Stut wrote:
Jared Farrish wrote:
On 5/30/07, Richard Lynch <ceo@xxxxxxxxx> wrote:
On Wed, May 30, 2007 12:33 pm, Jared Farrish wrote:
>
> preg_match("^ldap(s)?://[a-zA-Z0-9-]+\.[a-zA-Z.]{2,5}$",$this->server)
You are missing the start/end delimiters is your first problem...
Which ones? I've got the starter "^" and the closer "$", so what else
am I
missing?
You need delimiters around the regex, as stated in the documentation.
preg_match("/^ldap(s)?://[a-zA-Z0-9-]+\.[a-zA-Z.]{2,5}$/",$this->server)
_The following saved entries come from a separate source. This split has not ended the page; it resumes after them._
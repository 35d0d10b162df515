use std::fs;
use std::path::{Path, PathBuf};

use serde::{Deserialize, Serialize};

use crate::errors::{WalletError, WalletResult};
use crate::validation::InputValidator;

#[derive(Debug, Clone, PartialEq, Eq, Serialize, Deserialize)]
#[serde(rename_all = "camelCase")]
pub struct AddressBookEntry {
    pub name: String,
    pub address: String,
    #[serde(rename = "paymentID", default)]
    pub payment_id: String,
}

/// Saved contacts in `addressBook.json`.
#[derive(Debug, Clone)]
pub struct AddressBook {
    path: PathBuf,
    entries: Vec<AddressBookEntry>,
}

impl AddressBook {
    /// Reads the book, creating an empty one on first start.
    pub fn load_or_create(path: impl AsRef<Path>) -> WalletResult<Self> {
        let path = path.as_ref().to_path_buf();
        if !path.exists() {
            let book = Self {
                path,
                entries: Vec::new(),
            };
            book.save()?;
            return Ok(book);
        }

        let bytes = fs::read(&path)?;
        let entries: Vec<AddressBookEntry> = serde_json::from_slice(&bytes)?;
        Ok(Self { path, entries })
    }

    pub fn entries(&self) -> &[AddressBookEntry] {
        &self.entries
    }

    pub fn add(
        &mut self,
        validator: &InputValidator,
        entry: AddressBookEntry,
    ) -> WalletResult<()> {
        validator.validate_address(&entry.address)?;
        if !entry.payment_id.is_empty() {
            validator.validate_payment_id(&entry.payment_id)?;
        }
        if self.entries.iter().any(|existing| existing.name == entry.name) {
            return Err(WalletError::ValidationError(format!(
                "Contact {} already exists",
                entry.name
            )));
        }
        self.entries.push(entry);
        self.save()
    }

    /// Removes the entry named `name`. Returns false when there was none.
    pub fn remove(&mut self, name: &str) -> WalletResult<bool> {
        let before = self.entries.len();
        self.entries.retain(|entry| entry.name != name);
        if self.entries.len() == before {
            return Ok(false);
        }
        self.save()?;
        Ok(true)
    }

    fn save(&self) -> WalletResult<()> {
        if let Some(parent) = self.path.parent() {
            fs::create_dir_all(parent)?;
        }
        fs::write(&self.path, serde_json::to_vec_pretty(&self.entries)?)?;
        Ok(())
    }
}
//! Verminting REST client and the session poller built on it.
//!
//! Every call is a JSON `POST` identified by the SHA-256 of the wallet's
//! private view key; the key itself never leaves the process.

use std::sync::Arc;
use std::time::Duration;

use parking_lot::RwLock;
use reqwest::{Client, StatusCode};
use secrecy::{ExposeSecret, SecretString};
use serde::de::DeserializeOwned;
use serde::{Deserialize, Deserializer, Serialize};
use serde_json::{json, Value};
use sha2::{Digest, Sha256};
use tokio::sync::watch;
use tokio::task::JoinHandle;

use crate::bus::{EventBus, Subscription};
use crate::coin::CoinParams;
use crate::errors::{WalletError, WalletResult};
use crate::validation::InputValidator;

/// Network height at which verminting opens.
pub const VERMINTING_ACTIVATION_HEIGHT: u64 = 86_400;
pub const VERMINTING_POLL_INTERVAL: Duration = Duration::from_secs(15);
pub const TOAST_DISMISS_DELAY: Duration = Duration::from_secs(5);

/// The wallet has not been registered with the service yet.
pub const ERROR_NOT_REGISTERED: i64 = 1;
/// Unvermint refused; `result.message` says why.
pub const ERROR_UNVERMINT_REJECTED: i64 = 7;

/// Identity sent to the service: lowercase hex SHA-256 of the private view key.
pub fn hash_private_view_key(key: &str) -> String {
    hex::encode(Sha256::digest(key.as_bytes()))
}

/// Body shared by every endpoint.
#[derive(Debug, Clone, PartialEq, Default, Deserialize, Serialize)]
#[serde(rename_all = "camelCase")]
pub struct ApiResponse {
    #[serde(default)]
    pub success: bool,
    #[serde(default, skip_serializing_if = "Option::is_none")]
    pub error_code: Option<i64>,
    #[serde(default, skip_serializing_if = "Option::is_none")]
    pub result: Option<Value>,
}

impl ApiResponse {
    /// Server supplied explanation, if any.
    pub fn message(&self) -> Option<&str> {
        self.result
            .as_ref()
            .and_then(|result| result.get("message"))
            .and_then(Value::as_str)
    }

    /// Decodes `result` of a successful response, or turns a failure into an error.
    pub fn into_result<T: DeserializeOwned>(self) -> WalletResult<T> {
        if !self.success {
            return Err(WalletError::Verminting {
                code: self.error_code.unwrap_or_default(),
                message: self.message().unwrap_or("request failed").to_string(),
            });
        }
        let result = self.result.unwrap_or(Value::Null);
        serde_json::from_value(result)
            .map_err(|e| WalletError::InvalidResponse(format!("Unexpected result: {}", e)))
    }
}

#[derive(Debug, Clone, Copy, PartialEq, Default, Serialize, Deserialize)]
#[serde(rename_all = "camelCase")]
pub struct VermintedBalance {
    #[serde(deserialize_with = "lenient_number")]
    pub balance: f64,
    #[serde(deserialize_with = "lenient_number")]
    pub locked_balance: f64,
}

/// `result` of `/get_stats`.
#[derive(Debug, Clone, Copy, PartialEq, Default, Serialize, Deserialize)]
#[serde(rename_all = "camelCase")]
pub struct VermintingStats {
    pub balance: VermintedBalance,
    #[serde(deserialize_with = "lenient_number")]
    pub est_reward_percentage: f64,
    #[serde(deserialize_with = "lenient_number")]
    pub est_reward_coins: f64,
}

#[derive(Debug, Clone, PartialEq, Eq, Deserialize)]
pub struct UnvermintReceipt {
    pub tx_hash: String,
}

fn lenient_number<'de, D>(deserializer: D) -> Result<f64, D::Error>
where
    D: Deserializer<'de>,
{
    match Value::deserialize(deserializer)? {
        Value::Number(number) => number
            .as_f64()
            .ok_or_else(|| serde::de::Error::custom("number out of range")),
        Value::String(text) => text.trim().parse().map_err(serde::de::Error::custom),
        Value::Null => Ok(0.0),
        other => Err(serde::de::Error::custom(format!(
            "expected a number, got {}",
            other
        ))),
    }
}

/// HTTP client for the verminting API
#[derive(Debug, Clone)]
pub struct VermintingClient {
    client: Client,
    base_url: String,
}

impl VermintingClient {
    pub fn new(base_url: impl Into<String>) -> WalletResult<Self> {
        let client = Client::builder()
            .timeout(Duration::from_secs(30))
            .user_agent(CoinParams::user_agent())
            .build()
            .map_err(|e| {
                WalletError::NetworkError(format!("Failed to create HTTP client: {}", e))
            })?;

        Ok(VermintingClient {
            client,
            base_url: base_url.into().trim_end_matches('/').to_string(),
        })
    }

    pub fn with_default_url() -> WalletResult<Self> {
        Self::new(CoinParams::VERMINTING_API_URL)
    }

    pub fn base_url(&self) -> &str {
        &self.base_url
    }

    /// Balances and estimated rewards of the wallet.
    pub async fn get_stats(&self, view_key: &SecretString) -> WalletResult<ApiResponse> {
        let body = json!({ "hashedPrivateViewKey": hash_private_view_key(view_key.expose_secret()) });
        let response = self.post("get_stats", body).await?;
        log::debug!("[VERMINTING] Updating verminting stats");
        Ok(response)
    }

    /// Requests a withdrawal. `amount` is sent exactly as the user typed it.
    pub async fn unvermint(
        &self,
        view_key: &SecretString,
        amount: &str,
    ) -> WalletResult<ApiResponse> {
        let body = json!({
            "hashedPrivateViewKey": hash_private_view_key(view_key.expose_secret()),
            "amount": amount,
        });
        self.post("unvermint", body).await
    }

    pub async fn get_deposit_address(&self, view_key: &SecretString) -> WalletResult<ApiResponse> {
        let body = json!({ "hashedPrivateViewKey": hash_private_view_key(view_key.expose_secret()) });
        self.post("get_deposit_address", body).await
    }

    pub async fn register_wallet(
        &self,
        view_key: &SecretString,
        address: &str,
    ) -> WalletResult<ApiResponse> {
        let body = json!({
            "hashedPrivateViewKey": hash_private_view_key(view_key.expose_secret()),
            "address": address,
        });
        self.post("register_wallet", body).await
    }

    async fn post(&self, endpoint: &str, body: Value) -> WalletResult<ApiResponse> {
        let url = format!("{}/{}", self.base_url, endpoint);
        let response = self.client.post(&url).json(&body).send().await?;

        let status = response.status();
        // 400 responses carry the API's own error code.
        if !status.is_success() && status != StatusCode::BAD_REQUEST {
            log::error!("[VERMINTING] {} returned HTTP {}", endpoint, status);
            return Err(WalletError::NetworkError(format!(
                "HTTP {} from {}",
                status, endpoint
            )));
        }

        if status == StatusCode::BAD_REQUEST {
            // A rejection without a readable body is still a rejection.
            let text = response.text().await?;
            return Ok(serde_json::from_str(&text).unwrap_or_else(|e| {
                log::warn!("[VERMINTING] Unreadable {} rejection: {}", endpoint, e);
                ApiResponse::default()
            }));
        }

        response.json::<ApiResponse>().await.map_err(|e| {
            WalletError::InvalidResponse(format!("Failed to parse {} response: {}", endpoint, e))
        })
    }
}

#[derive(Debug, Clone, Copy, PartialEq, Eq, Default, Serialize, Deserialize)]
#[serde(rename_all = "lowercase")]
pub enum ConnectionState {
    #[default]
    Init,
    Connected,
    Disconnected,
}

/// What the verminting screen shows.
#[derive(Debug, Clone, PartialEq, Default, Serialize)]
#[serde(rename_all = "camelCase")]
pub struct VermintingState {
    pub balance: f64,
    pub locked_balance: f64,
    pub est_reward_percentage: f64,
    pub est_reward_coins: f64,
    pub connected: ConnectionState,
    pub network_height: u64,
}

impl VermintingState {
    pub fn is_active(&self) -> bool {
        self.network_height >= VERMINTING_ACTIVATION_HEIGHT
    }

    pub fn blocks_to_go(&self) -> u64 {
        VERMINTING_ACTIVATION_HEIGHT.saturating_sub(self.network_height)
    }

    /// Amount box and buttons are usable before the first poll completes too.
    pub fn controls_enabled(&self) -> bool {
        self.connected != ConnectionState::Disconnected && self.is_active()
    }
}

#[derive(Debug, Clone, Copy, PartialEq, Eq, Serialize, Deserialize)]
#[serde(rename_all = "lowercase")]
pub enum ToastKind {
    Success,
    Error,
}

/// Short lived notification on the verminting screen.
#[derive(Debug, Clone, PartialEq, Eq, Serialize)]
#[serde(rename_all = "camelCase")]
pub struct Toast {
    pub kind: ToastKind,
    pub message: String,
    #[serde(skip)]
    pub dismiss_after: Duration,
}

impl Toast {
    pub fn new(kind: ToastKind, message: impl Into<String>) -> Self {
        Self {
            kind,
            message: message.into(),
            dismiss_after: TOAST_DISMISS_DELAY,
        }
    }
}

/// Keeps a wallet's verminting state in step with the service.
pub struct VermintingMonitor {
    client: VermintingClient,
    view_key: SecretString,
    primary_address: String,
    state: RwLock<VermintingState>,
    toasts: EventBus<Toast>,
    validator: InputValidator,
    poll_interval: Duration,
}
This isn't going to work, the op has two forward slashes in the string that he is wanting to match with.
The op will need to use something other than forward slashes.
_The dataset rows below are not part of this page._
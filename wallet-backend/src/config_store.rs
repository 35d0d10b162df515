use std::fs::{self, File};
use std::io::Write;
use std::path::{Path, PathBuf};

use serde::{Deserialize, Deserializer, Serialize};
use serde_json::{Map, Value};

use crate::coin::CoinParams;
use crate::daemon::{parse_port, Daemon};
use crate::errors::{WalletError, WalletResult};
use crate::storage::WalletPaths;
use crate::wallet::LogLevel;

/// User settings persisted in `config.json`.
///
/// Keys missing from the file take their built-in default; keys this crate
/// does not know about are carried through untouched.
#[derive(Debug, Clone, Serialize, Deserialize, PartialEq)]
#[serde(rename_all = "camelCase", default)]
pub struct WalletConfig {
    pub daemon_host: String,
    #[serde(deserialize_with = "deserialize_port")]
    pub daemon_port: u16,
    pub wallet_file: String,
    pub dark_mode: bool,
    pub notifications: bool,
    pub log_level: String,
    pub scan_coinbase_transactions: bool,
    pub auto_lock_enabled: bool,
    /// Minutes of inactivity before the UI locks.
    pub auto_lock_interval: u32,
    pub minimize_to_tray: bool,
    pub close_to_tray: bool,
    #[serde(flatten)]
    pub extra: Map<String, Value>,
}

impl Default for WalletConfig {
    fn default() -> Self {
        Self {
            daemon_host: CoinParams::DEFAULT_DAEMON_HOST.to_string(),
            daemon_port: CoinParams::DEFAULT_DAEMON_PORT,
            wallet_file: String::new(),
            dark_mode: false,
            notifications: true,
            log_level: LogLevel::Disabled.as_config_str().to_string(),
            scan_coinbase_transactions: false,
            auto_lock_enabled: true,
            auto_lock_interval: 10,
            minimize_to_tray: false,
            close_to_tray: false,
            extra: Map::new(),
        }
    }
}

impl WalletConfig {
    pub fn daemon(&self) -> Daemon {
        Daemon::new(self.daemon_host.clone(), self.daemon_port, false)
    }

    pub fn log_level(&self) -> LogLevel {
        LogLevel::from_config(&self.log_level)
    }

    pub fn wallet_path(&self) -> Option<PathBuf> {
        if self.wallet_file.is_empty() {
            None
        } else {
            Some(PathBuf::from(&self.wallet_file))
        }
    }

    /// Overlays a parsed user file on the defaults, key by key.
    ///
    /// A key whose value does not fit its field keeps the default; every other
    /// user key survives.
    pub fn merged_over_defaults(user: Value) -> Self {
        let Value::Object(user) = user else {
            log::debug!("User config is not a JSON object, using defaults");
            return Self::default();
        };

        let mut merged = match serde_json::to_value(Self::default()) {
            Ok(Value::Object(map)) => map,
            _ => return Self::default(),
        };
        for (key, value) in user {
            let previous = merged.insert(key.clone(), value);
            if serde_json::from_value::<Self>(Value::Object(merged.clone())).is_err() {
                log::debug!("User config key {} has an invalid value, using default", key);
                match previous {
                    Some(default) => merged.insert(key, default),
                    None => merged.remove(&key),
                };
            }
        }

        serde_json::from_value(Value::Object(merged)).unwrap_or_default()
    }
}

fn deserialize_port<'de, D>(deserializer: D) -> Result<u16, D::Error>
where
    D: Deserializer<'de>,
{
    // Older configs store the port as a string.
    match Value::deserialize(deserializer)? {
        Value::Number(number) => number
            .as_u64()
            .and_then(|port| u16::try_from(port).ok())
            .ok_or_else(|| serde::de::Error::custom(format!("invalid port {}", number))),
        Value::String(text) => parse_port(&text).map_err(serde::de::Error::custom),
        other => Err(serde::de::Error::custom(format!("invalid port {}", other))),
    }
}

/// Reads and writes `config.json`.
#[derive(Debug, Clone)]
pub struct ConfigStore {
    path: PathBuf,
}

impl ConfigStore {
    pub fn from_paths(paths: &WalletPaths) -> Self {
        Self {
            path: paths.config_file().to_path_buf(),
        }
    }

    pub fn new(path: impl AsRef<Path>) -> Self {
        Self {
            path: path.as_ref().to_path_buf(),
        }
    }

    /// Loads the file merged over defaults. A missing or malformed file is not an error.
    pub fn load_or_default(&self) -> WalletResult<WalletConfig> {
        if !self.path.exists() {
            log::debug!("Config not detected, using internal defaults");
            return Ok(WalletConfig::default());
        }

        log::debug!("Config file found at {}, using it", self.path.display());
        let bytes = fs::read(&self.path)?;
        match serde_json::from_slice::<Value>(&bytes) {
            Ok(user) => Ok(WalletConfig::merged_over_defaults(user)),
            Err(err) => {
                log::debug!("User config is not valid JSON: {}", err);
                Ok(WalletConfig::default())
            }
        }
    }

    /// Start-up path: load, then write the merged result back.
    pub fn load_and_persist(&self) -> WalletResult<WalletConfig> {
        let config = self.load_or_default()?;
        self.save(&config)?;
        Ok(config)
    }

    pub fn save(&self, config: &WalletConfig) -> WalletResult<()> {
        let serialized = to_pretty_json(config)?;
        let tmp_path = self.path.with_extension("new");
        if let Some(parent) = self.path.parent() {
            fs::create_dir_all(parent)?;
        }
        {
            let mut file = File::create(&tmp_path)?;
            file.write_all(&serialized)?;
            file.sync_all()?;
        }
        fs::rename(tmp_path, &self.path)?;
        Ok(())
    }

    pub fn update<F>(&self, updater: F) -> WalletResult<WalletConfig>
    where
        F: FnOnce(&mut WalletConfig) -> WalletResult<()>,
    {
        let mut config = self.load_or_default()?;
        updater(&mut config)?;
        self.save(&config)?;
        Ok(config)
    }

    /// Sets a single top-level key, the way the settings screens do.
    pub fn modify_config(&self, key: &str, value: Value) -> WalletResult<WalletConfig> {
        let config = self.load_or_default()?;
        let mut map = match serde_json::to_value(&config)? {
            Value::Object(map) => map,
            _ => {
                return Err(WalletError::ValidationError(
                    "Config did not serialise to an object".to_string(),
                ))
            }
        };
        map.insert(key.to_string(), value);
        let updated: WalletConfig = serde_json::from_value(Value::Object(map))?;
        self.save(&updated)?;
        Ok(updated)
    }

    pub fn path(&self) -> &Path {
        &self.path
    }
}

fn to_pretty_json(config: &WalletConfig) -> WalletResult<Vec<u8>> {
    let mut buffer = Vec::new();
    let formatter = serde_json::ser::PrettyFormatter::with_indent(b"    ");
    let mut serializer = serde_json::Serializer::with_formatter(&mut buffer, formatter);
    config.serialize(&mut serializer)?;
    Ok(buffer)
}

#[cfg(test)]
mod tests {
    use super::*;
    use serde_json::json;
    use tempfile::TempDir;

    #[test]
    fn save_and_load_config_round_trip() {
        let temp = TempDir::new().unwrap();
        let store = ConfigStore::new(temp.path().join("config.json"));

        let mut config = WalletConfig::default();
        config.daemon_host = "localhost".into();
        config.dark_mode = true;
        store.save(&config).unwrap();

        let loaded = store.load_or_default().unwrap();
        assert_eq!(loaded, config);
    }

    #[test]
    fn missing_keys_take_defaults_and_unknown_keys_survive() {
        let temp = TempDir::new().unwrap();
        let path = temp.path().join("config.json");
        fs::write(
            &path,
            r#"{"darkMode": true, "daemonPort": "11898", "selectedFiat": "usd"}"#,
        )
        .unwrap();

        let store = ConfigStore::new(&path);
        let config = store.load_and_persist().unwrap();
        assert!(config.dark_mode);
        assert_eq!(config.daemon_port, 11898);
        assert_eq!(config.daemon_host, CoinParams::DEFAULT_DAEMON_HOST);
        assert_eq!(config.extra.get("selectedFiat"), Some(&json!("usd")));

        let written: Value = serde_json::from_slice(&fs::read(&path).unwrap()).unwrap();
        assert_eq!(written["selectedFiat"], json!("usd"));
        assert_eq!(written["notifications"], json!(true));
    }

    #[test]
    fn mistyped_keys_keep_their_default_only() {
        let temp = TempDir::new().unwrap();
        let path = temp.path().join("config.json");
        fs::write(
            &path,
            r#"{"walletFile": "/home/u/main.wallet", "daemonHost": "my.node", "darkMode": "yes", "autoLockInterval": "10", "notifications": false}"#,
        )
        .unwrap();

        let config = ConfigStore::new(&path).load_and_persist().unwrap();
        assert_eq!(config.wallet_file, "/home/u/main.wallet");
        assert_eq!(config.daemon_host, "my.node");
        assert!(!config.notifications);
        assert!(!config.dark_mode);
        assert_eq!(config.auto_lock_interval, 10);
        assert!(config.extra.is_empty());

        let written: Value = serde_json::from_slice(&fs::read(&path).unwrap()).unwrap();
        assert_eq!(written["walletFile"], json!("/home/u/main.wallet"));
        assert_eq!(written["daemonHost"], json!("my.node"));
        assert_eq!(written["darkMode"], json!(false));
    }

    #[test]
    fn invalid_json_falls_back_to_defaults() {
        let temp = TempDir::new().unwrap();
        let path = temp.path().join("config.json");
        fs::write(&path, b"{not json").unwrap();

        let config = ConfigStore::new(&path).load_or_default().unwrap();
        assert_eq!(config, WalletConfig::default());
    }

    #[test]
    fn written_with_four_space_indent() {
        let temp = TempDir::new().unwrap();
        let path = temp.path().join("config.json");
        ConfigStore::new(&path).save(&WalletConfig::default()).unwrap();
        let text = fs::read_to_string(&path).unwrap();
        assert!(text.contains("\n    \"daemonHost\""));
    }

    #[test]
    fn modify_config_sets_single_key() {
        let temp = TempDir::new().unwrap();
        let store = ConfigStore::new(temp.path().join("config.json"));
        let updated = store
            .modify_config("walletFile", json!("/tmp/test.wallet"))
            .unwrap();
        assert_eq!(
            updated.wallet_path(),
            Some(PathBuf::from("/tmp/test.wallet"))
        );
        assert_eq!(store.load_or_default().unwrap(), updated);
    }
}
so, this is going to match:
ldap://testing123.com TRUE
ldap://www.testing-123.com FALSE
ldap://testing123.com.uk FALSE
ldap://testing123.or.us TRUE
preg_match('|^ldap(s)?://[a-zA-Z0-9-]+\.[a-zA-Z.]{2,5}$|', $this->server )
I also recommend using single quotes instead of double quotes here.
btw: why is there a period in the second pattern? Also, why are you allowing for uppercase letters
when the RFC's don't allow them?
Just my thoughts
Although you don't need to use slashes, you can use any character you
want but you must escape it in if it appears in the regex.
would a regex operation return false?
It would return false if your string doesn't match the expression.
The manual claims it will return a 0 signaling "0 matches found." And
then,
under "Return Values," it's says very quickly:
"*preg_match()* returns *FALSE* if an error occurred."
If it's not returning ANYTHING I'm assuming it's faulting, but the
calling
the error function returns 0 (kind've ironic, really...).
It will return false on an error, such as not having matching delimiters
aroung the regex.
The error function may retuyrn 0, but which of the following constants
is defined as 0?
PREG_NO_ERROR
PREG_INTERNAL_ERROR
PREG_BACKTRACK_LIMIT_ERROR
PREG_RECURSION_LIMIT_ERROR
PREG_BAD_UTF8_ERROR
-Stut
--
Jim Lucas
"Some men are born to greatness, some achieve greatness,
and some have greatness thrust upon them."